How to make parsnip and pear soup with smoky walnuts
Using seasonal pears and sweet parsnips, and topped with smoky crunchy walnuts, this is an easy dish for an autumnal weekend lunch

Parsnip and pear soup with smoky walnuts
Prep: 50 mins
Serves: 4-6
For the soup
500g parsnip, roughly chopped
1 tbsp olive oil
4 sprigs of thyme
Salt and pepper
1 white onion, finely chopped
1 tbsp butter
2 pears, peeled, cored and roughly chopped
800ml vegetable stock
600ml milk
75g walnuts, ground in the food processor
For the smoky walnuts
2 tsp maple syrup
1 tsp smoked paprika
2 tsp soy sauce
50g walnuts
1 tbsp chopped chives and a drizzle of walnut oil to garnish
Preheat the oven to 180C. Place the parsnips onto a baking tray and drizzle with the olive oil. Sprinkle over the thyme, season and toss everything together. Roast in the oven for 25-30 minutes, until golden brown.
Meanwhile, make the smoky California walnuts. Whisk together the maple syrup, paprika and soy sauce and drizzle over the 50g of California walnuts, tossing to coat. Place onto a small baking tray and roast in the oven for 8-10 minutes. Leave to cool before chopping roughly.

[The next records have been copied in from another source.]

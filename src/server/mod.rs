//! HTTP surface of the service

mod handlers;
mod state;

pub use state::AppState;

use actix_web::{web, App, HttpServer};
use tracing::info;

use crate::config::ServerConfig;

/// Register routes and JSON error handling on an actix application.
///
/// Shared between [`run`] and the test harness.
pub fn configure(cfg: &mut web::ServiceConfig) {
    cfg.app_data(web::JsonConfig::default().error_handler(handlers::json_error_handler))
        .service(handlers::index)
        .service(handlers::health)
        .service(handlers::predict);
}

/// Bind the listener and serve until shutdown.
pub async fn run(config: ServerConfig, state: AppState) -> std::io::Result<()> {
    let state = web::Data::new(state);
    info!(host = %config.host, port = config.port, "starting server");

    HttpServer::new(move || App::new().app_data(state.clone()).configure(configure))
        .bind((config.host, config.port))?
        .run()
        .await
}
//! Shared utilities

mod logging;

pub use logging::{setup_logging, LogConfig};
//! Sentiment Server - HTTP inference service for binary sentiment
//! classification
//!
//! This crate wraps a pretrained DistilBERT SST-2 checkpoint behind a small
//! HTTP API: the model is loaded once at startup, bound to a compute device,
//! and every request runs a single inference-only forward pass.

use std::fmt;

// Public modules
pub mod config;
pub mod engine;
pub mod error;
pub mod server;
pub mod types;
pub mod utils;

// Internal modules
mod model;

// Version information
pub const VERSION: &str = env!("CARGO_PKG_VERSION");

// Re-exports for public API
pub use config::{ModelConfig, ServerConfig, ServiceConfig};
pub use engine::{EngineBuilder, Predictor, SentimentEngine};
pub use error::{ApiError, EngineError, Result};
pub use server::AppState;
pub use types::{HealthResponse, PredictRequest, PredictResponse, Prediction, Sentiment};

/// Feature detection for supported backends
pub struct Features {
    /// Whether a CUDA device is usable at runtime
    pub cuda: bool,
}

impl Features {
    /// Detect available features at runtime
    pub fn detect() -> Self {
        Self {
            cuda: candle_core::utils::cuda_is_available(),
        }
    }
}

impl fmt::Display for Features {
    fn fmt(&self, f: &mut fmt::Formatter<'_>) -> fmt::Result {
        write!(f, "CUDA support: {}", if self.cuda { "yes" } else { "no" })
    }
}

#[cfg(test)]
mod tests {
    use super::*;

    #[test]
    fn test_feature_detection() {
        let features = Features::detect();
        println!("Detected features: {}", features);
        #[cfg(not(feature = "cuda"))]
        assert!(!features.cuda);
    }

    #[test]
    fn test_version_number() {
        assert!(!VERSION.is_empty());
    }
}
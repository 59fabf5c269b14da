use std::sync::Once;

use tracing::Level;
use tracing_subscriber::EnvFilter;

static INIT: Once = Once::new();

/// Logging configuration options
#[derive(Debug, Clone)]
pub struct LogConfig {
    /// Minimum log level when `RUST_LOG` is unset
    pub level: Level,
    /// Whether to include source code locations
    pub source_location: bool,
}

impl Default for LogConfig {
    fn default() -> Self {
        Self {
            level: Level::INFO,
            source_location: false,
        }
    }
}

/// Initialize the global tracing subscriber. Safe to call more than once;
/// only the first call takes effect.
pub fn setup_logging(config: LogConfig) -> Result<(), String> {
    let mut result = Ok(());

    INIT.call_once(|| {
        result = setup_logging_internal(config);
    });

    result
}

fn setup_logging_internal(config: LogConfig) -> Result<(), String> {
    let filter = EnvFilter::try_from_default_env()
        .unwrap_or_else(|_| EnvFilter::new(config.level.to_string()));

    tracing_subscriber::fmt()
        .with_env_filter(filter)
        .with_target(true)
        .with_file(config.source_location)
        .with_line_number(config.source_location)
        .try_init()
        .map_err(|e| format!("Failed to set global subscriber: {}", e))
}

Next, place the onion and butter into a large saucepan over a medium heat and sauté until soft and translucent. Add the pear and continue cooking for a further 8-10 minutes.
Add the parsnip and vegetable stock to the saucepan and continue cooking for a further 15 minutes with the lid on. Add the milk and blitz until smooth and silky. Stir in the ground California walnuts and adjust the seasoning to taste.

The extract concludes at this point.